There are "dog-bone" inserts with tips of various radii. I don't have a catalog showing them. Go the the on-line catalogs of the various carbide insert manufacturers like Valenite, Carboloy (now Seco), . Google "carbide insert."

The problem is, of course, that you must buy a tool holder to match each size insert, and that can get pretty expensive. Alternatively you can braze the inserts to a steel shank that has been relieved to support the insert at the proper rake.

The other problem using these round inserts as form tools is that, unless you have a very rigid lathe, they will chatter very badly due to the large area in contact with the work, possibly fracturing the insert.

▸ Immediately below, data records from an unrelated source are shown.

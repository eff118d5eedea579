//! Stream decoder implementations for the filters content streams use.
//!
//! - FlateDecode (zlib/deflate) - by far the most common
//! - ASCIIHexDecode - hexadecimal encoding
//! - ASCII85Decode - base85 encoding
//!
//! Filters are applied in the order they appear in the `/Filter` entry.
//! The abbreviated names allowed in inline image dictionaries (`Fl`, `AHx`,
//! `A85`) are accepted as well.

use crate::error::{Error, Result};
use crate::parser_config::ParserOptions;

mod ascii85;
mod ascii_hex;
mod flate;

pub use ascii85::Ascii85Decoder;
pub use ascii_hex::AsciiHexDecoder;
pub use flate::FlateDecoder;

/// PDF stream filter types supported for content streams.
#[derive(Debug, Clone, Copy, PartialEq, Eq)]
pub enum Filter {
    /// FlateDecode (deflate/zlib compression)
    FlateDecode,
    /// ASCIIHexDecode (hexadecimal encoding)
    ASCIIHexDecode,
    /// ASCII85Decode (base-85 encoding)
    ASCII85Decode,
}

impl Filter {
    /// Look up a filter by its full or abbreviated name.
    pub fn from_name(name: &str) -> Option<Self> {
        match name {
            "FlateDecode" | "Fl" => Some(Filter::FlateDecode),
            "ASCIIHexDecode" | "AHx" => Some(Filter::ASCIIHexDecode),
            "ASCII85Decode" | "A85" => Some(Filter::ASCII85Decode),
            _ => None,
        }
    }

    fn decoder(self, options: &ParserOptions) -> Box<dyn StreamDecoder> {
        match self {
            Filter::FlateDecode => {
                Box::new(FlateDecoder::with_limit(options.max_decompressed_size))
            },
            Filter::ASCIIHexDecode => Box::new(AsciiHexDecoder),
            Filter::ASCII85Decode => Box::new(Ascii85Decoder),
        }
    }
}

/// Trait for PDF stream decoders.
pub trait StreamDecoder {
    /// Decode the input data.
    fn decode(&self, input: &[u8]) -> Result<Vec<u8>>;

    /// Get the name of this decoder (e.g., "FlateDecode").
    fn name(&self) -> &str;
}

/// Decode stream data using a filter pipeline with default limits.
pub fn decode_stream(data: &[u8], filters: &[String]) -> Result<Vec<u8>> {
    decode_stream_with_options(data, filters, &ParserOptions::default())
}

/// Decode stream data with decompression bomb protection.
///
/// The ratio and size limits from `options` are checked after every filter.
/// FlateDecode also stops inflating as soon as the size limit is passed.
pub fn decode_stream_with_options(
    data: &[u8],
    filters: &[String],
    options: &ParserOptions,
) -> Result<Vec<u8>> {
    let compressed_size = data.len().max(1);
    let mut current = data.to_vec();

    for filter_name in filters {
        let filter = Filter::from_name(filter_name)
            .ok_or_else(|| Error::UnsupportedFilter(filter_name.clone()))?;
        let decoder = filter.decoder(options);

        current = decoder.decode(&current)?;
        log::trace!("{} produced {} bytes", decoder.name(), current.len());

        if options.max_decompression_ratio > 0 {
            let ratio = current.len() as u64 / compressed_size as u64;
            if ratio > options.max_decompression_ratio as u64 {
                return Err(Error::Decode(format!(
                    "Decompression bomb detected: ratio {}:1 exceeds limit {}:1",
                    ratio, options.max_decompression_ratio
                )));
            }
        }

        if options.max_decompressed_size > 0 && current.len() > options.max_decompressed_size {
            return Err(Error::Decode(format!(
                "Decompressed size {} bytes exceeds limit {} bytes",
                current.len(),
                options.max_decompressed_size
            )));
        }
    }

    Ok(current)
}

#[cfg(test)]
mod tests {
    use super::*;

    #[test]
    fn test_decode_stream_no_filters() {
        let data = b"q 1 0 0 1 0 0 cm Q";
        assert_eq!(decode_stream(data, &[]).unwrap(), data);
    }

    #[test]
    fn test_decode_stream_unsupported_filter() {
        let filters = vec!["DCTDecode".to_string()];
        match decode_stream(b"test", &filters) {
            Err(Error::UnsupportedFilter(name)) => assert_eq!(name, "DCTDecode"),
            other => panic!("Expected UnsupportedFilter error, got {:?}", other),
        }
    }

    #[test]
    fn test_abbreviated_filter_names() {
        assert_eq!(Filter::from_name("AHx"), Some(Filter::ASCIIHexDecode));
        assert_eq!(Filter::from_name("Fl"), Some(Filter::FlateDecode));
        assert_eq!(Filter::from_name("A85"), Some(Filter::ASCII85Decode));
        assert_eq!(Filter::from_name("LZW"), None);
    }

    #[test]
    fn test_decode_stream_chain() {
        // ASCIIHex of the ASCII85 encoding of "Test"
        let filters = vec!["AHx".to_string(), "ASCII85Decode".to_string()];
        let data = b"3C2B552C6D7E3E";
        assert_eq!(decode_stream(data, &filters).unwrap(), b"Test");
    }

    #[test]
    fn test_flate_stops_at_size_limit() {
        use flate2::write::ZlibEncoder;
        use flate2::Compression;
        use std::io::Write;

        let mut encoder = ZlibEncoder::new(Vec::new(), Compression::best());
        encoder.write_all(&vec![b'q'; 1 << 20]).unwrap();
        let compressed = encoder.finish().unwrap();

        let options = ParserOptions {
            max_decompressed_size: 1024,
            max_decompression_ratio: 0,
            ..ParserOptions::default()
        };
        let filters = vec!["FlateDecode".to_string()];
        let result = decode_stream_with_options(&compressed, &filters, &options);
        assert!(matches!(result, Err(Error::Decode(_))));
    }

    #[test]
    fn test_decompressed_size_limit() {
        let options = ParserOptions {
            max_decompressed_size: 2,
            max_decompression_ratio: 0,
            ..ParserOptions::default()
        };
        let filters = vec!["ASCIIHexDecode".to_string()];
        let result = decode_stream_with_options(b"414243", &filters, &options);
        assert!(matches!(result, Err(Error::Decode(_))));
    }
}
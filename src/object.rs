//! PDF object types.
//!
//! Only as much of the object model as content streams and their owning pages
//! need. Dictionaries keep insertion order so that inline image parameters and
//! dictionary operands are written back in the order they were read.

use crate::decoders;
use crate::error::{Error, Result};
use crate::parser_config::ParserOptions;
use indexmap::{Equivalent, IndexMap};
use std::fmt;
use std::hash::{Hash, Hasher};

/// Insertion-ordered PDF dictionary.
pub type Dictionary = IndexMap<Name, Object>;

/// A PDF name without the leading `/`.
///
/// `#XX` escapes can produce any byte, so names are kept as raw bytes and
/// written back unchanged. Dictionaries keyed by `Name` can be queried with a
/// plain `&str`.
#[derive(Clone, PartialEq, Eq, PartialOrd, Ord, Default)]
pub struct Name(Vec<u8>);

impl Name {
    /// Create a name from its decoded bytes.
    pub fn new(bytes: impl Into<Vec<u8>>) -> Self {
        Name(bytes.into())
    }

    /// The decoded bytes.
    pub fn as_bytes(&self) -> &[u8] {
        &self.0
    }

    /// The name as text, if it is valid UTF-8.
    pub fn as_str(&self) -> Option<&str> {
        std::str::from_utf8(&self.0).ok()
    }
}

impl Hash for Name {
    fn hash<H: Hasher>(&self, state: &mut H) {
        // UTF-8 names hash exactly like the equal `str`
        match self.as_str() {
            Some(text) => text.hash(state),
            None => self.0.hash(state),
        }
    }
}

impl Equivalent<Name> for str {
    fn equivalent(&self, key: &Name) -> bool {
        self.as_bytes() == key.as_bytes()
    }
}

impl fmt::Debug for Name {
    fn fmt(&self, f: &mut fmt::Formatter<'_>) -> fmt::Result {
        write!(f, "/{}", self.0.escape_ascii())
    }
}

impl fmt::Display for Name {
    fn fmt(&self, f: &mut fmt::Formatter<'_>) -> fmt::Result {
        f.write_str(&String::from_utf8_lossy(&self.0))
    }
}

impl From<&str> for Name {
    fn from(name: &str) -> Self {
        Name(name.as_bytes().to_vec())
    }
}

impl From<String> for Name {
    fn from(name: String) -> Self {
        Name(name.into_bytes())
    }
}

impl From<&[u8]> for Name {
    fn from(bytes: &[u8]) -> Self {
        Name(bytes.to_vec())
    }
}

impl From<Vec<u8>> for Name {
    fn from(bytes: Vec<u8>) -> Self {
        Name(bytes)
    }
}

impl PartialEq<str> for Name {
    fn eq(&self, other: &str) -> bool {
        self.0 == other.as_bytes()
    }
}

impl PartialEq<&str> for Name {
    fn eq(&self, other: &&str) -> bool {
        self.0 == other.as_bytes()
    }
}

/// PDF object representation.
#[derive(Debug, Clone, PartialEq)]
pub enum Object {
    /// Null object
    Null,
    /// Boolean value
    Boolean(bool),
    /// Integer value
    Integer(i64),
    /// Real (floating-point) value
    Real(f64),
    /// String (byte array)
    String(Vec<u8>),
    /// Name (without the leading /)
    Name(Name),
    /// Array of objects
    Array(Vec<Object>),
    /// Dictionary (key-value pairs)
    Dictionary(Dictionary),
    /// Stream (dictionary + raw, still-encoded data)
    Stream {
        /// Stream dictionary
        dict: Dictionary,
        /// Stream data
        data: bytes::Bytes,
    },
    /// Indirect object reference
    Reference(ObjectRef),
}

/// Reference to an indirect object.
#[derive(Debug, Clone, Copy, PartialEq, Eq, Hash)]
pub struct ObjectRef {
    /// Object number
    pub id: u32,
    /// Generation number
    pub gen: u16,
}

impl ObjectRef {
    /// Create a new object reference.
    pub fn new(id: u32, gen: u16) -> Self {
        Self { id, gen }
    }
}

impl std::fmt::Display for ObjectRef {
    fn fmt(&self, f: &mut std::fmt::Formatter<'_>) -> std::fmt::Result {
        write!(f, "{} {} R", self.id, self.gen)
    }
}

impl Object {
    /// Human-readable type name, used in error messages.
    pub fn type_name(&self) -> &'static str {
        match self {
            Object::Null => "Null",
            Object::Boolean(_) => "Boolean",
            Object::Integer(_) => "Integer",
            Object::Real(_) => "Real",
            Object::String(_) => "String",
            Object::Name(_) => "Name",
            Object::Array(_) => "Array",
            Object::Dictionary(_) => "Dictionary",
            Object::Stream { .. } => "Stream",
            Object::Reference(_) => "Reference",
        }
    }

    /// Build a stream object from a dictionary and raw data.
    pub fn stream(dict: Dictionary, data: impl Into<bytes::Bytes>) -> Self {
        Object::Stream {
            dict,
            data: data.into(),
        }
    }

    /// Build a name object.
    pub fn name(name: impl Into<Name>) -> Self {
        Object::Name(name.into())
    }

    /// Try to cast to integer.
    pub fn as_integer(&self) -> Option<i64> {
        match self {
            Object::Integer(i) => Some(*i),
            _ => None,
        }
    }

    /// Integer or real, as f64.
    pub fn as_number(&self) -> Option<f64> {
        match self {
            Object::Integer(i) => Some(*i as f64),
            Object::Real(r) => Some(*r),
            _ => None,
        }
    }

    /// Try to cast to name. Names that are not valid UTF-8 give `None`.
    pub fn as_name(&self) -> Option<&str> {
        match self {
            Object::Name(name) => name.as_str(),
            _ => None,
        }
    }

    /// Try to cast to dictionary. Works for both Dictionary and Stream objects.
    pub fn as_dict(&self) -> Option<&Dictionary> {
        match self {
            Object::Dictionary(d) => Some(d),
            Object::Stream { dict, .. } => Some(dict),
            _ => None,
        }
    }

    /// Try to cast to array.
    pub fn as_array(&self) -> Option<&Vec<Object>> {
        match self {
            Object::Array(arr) => Some(arr),
            _ => None,
        }
    }

    /// Try to cast to boolean.
    pub fn as_bool(&self) -> Option<bool> {
        match self {
            Object::Boolean(b) => Some(*b),
            _ => None,
        }
    }

    /// Try to cast to string (bytes).
    pub fn as_string(&self) -> Option<&[u8]> {
        match self {
            Object::String(s) => Some(s),
            _ => None,
        }
    }

    /// Check if object is null.
    pub fn is_null(&self) -> bool {
        matches!(self, Object::Null)
    }

    /// Check if object is a stream.
    pub fn is_stream(&self) -> bool {
        matches!(self, Object::Stream { .. })
    }

    /// True for a dictionary (not a stream) whose `/Type` is `/Page`.
    pub fn is_page(&self) -> bool {
        match self {
            Object::Dictionary(d) => d.get("Type").and_then(Object::as_name) == Some("Page"),
            _ => false,
        }
    }

    /// Decode stream data using the default parser options.
    pub fn decode_stream_data(&self) -> Result<Vec<u8>> {
        self.decode_stream_data_with_options(&ParserOptions::default())
    }

    /// Decode stream data through its `/Filter` chain.
    ///
    /// Decompression is bounded by the limits in `options`.
    pub fn decode_stream_data_with_options(&self, options: &ParserOptions) -> Result<Vec<u8>> {
        match self {
            Object::Stream { dict, data } => {
                let filters = dict
                    .get("Filter")
                    .map(extract_filter_names)
                    .unwrap_or_default();

                if filters.is_empty() {
                    return Ok(data.to_vec());
                }

                log::debug!("Decoding {} byte stream through {:?}", data.len(), filters);
                decoders::decode_stream_with_options(data, &filters, options)
            },
            _ => Err(Error::InvalidObjectType {
                expected: "Stream".to_string(),
                found: self.type_name().to_string(),
            }),
        }
    }
}

impl From<i64> for Object {
    fn from(value: i64) -> Self {
        Object::Integer(value)
    }
}

impl From<f64> for Object {
    fn from(value: f64) -> Self {
        Object::Real(value)
    }
}

impl From<bool> for Object {
    fn from(value: bool) -> Self {
        Object::Boolean(value)
    }
}

/// Extract filter names from a Filter object.
///
/// The Filter entry can be either a single Name or an Array of Names.
/// Names that are not UTF-8 are kept (lossily) so they fail as unsupported
/// filters instead of being skipped.
pub(crate) fn extract_filter_names(filter_obj: &Object) -> Vec<String> {
    match filter_obj {
        Object::Name(name) => vec![name.to_string()],
        Object::Array(arr) => arr
            .iter()
            .filter_map(|obj| match obj {
                Object::Name(name) => Some(name.to_string()),
                _ => None,
            })
            .collect(),
        _ => vec![],
    }
}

Another possibility is to purchase carbide rods of the various diameters you want and make tool holders to hold them vertically (almost) as form cutters. As they dull or fracture you can have them ground flat on the tip to form a new cutting edge or grond them yourself with diamond wheels.

awright

Reply to
awright

Joel, Grinding tools with those radiuses are simple and effective, but you said to a depth of the full diameter. I believe you meant radius as the diameter must be shared equally by the wheel and the former to function. As a tip, in order to relieve the stress on the machine, hogging the rough shape with a parting tool and final forming only with the radius tool works well, when only a limited number of wheels are required. Please also note that with the quality benders the former is a milled bar, not a wheel. This design is desirable when bending heavy wall, stainless, hydraulic tubing. The design includes a geared wheel, typically 16:1. Steve

Reply to
Steve Lusardi

Normally you cut from side of part. If you take a piece of drill rod and mount to tool holder, you could just use the rod to cut the radius. You would have to contact the part at top or bottom for the geometry to work out. I hope I am clear enough.

Wes S

Reply to
clutch

I hope you are going to turn these with a lathe that has at least 5hp and is solid and rigid. Going full depth with a cutter that bit is gonna be chatter city

Gunner

"Deep in her heart, every moslem woman yearns to show us her t*ts" John Griffin

Reply to
Gunner

Ayup. Put em on a dividing head and crank it against a ball nosed end mill

Personally..Id have it down on a CNC.

Gunner

"Deep in her heart, every moslem woman yearns to show us her t*ts" John Griffin

Reply to
Gunner

I made a large number of these for our bender, Ruff the cavity out with a cut off tool. For the small sizes, a hand ground form tool out of HSS will work fine to finish the cut. Remember bent pipe is about 10% bigger than nominal diameter, the cut out is actually an oval.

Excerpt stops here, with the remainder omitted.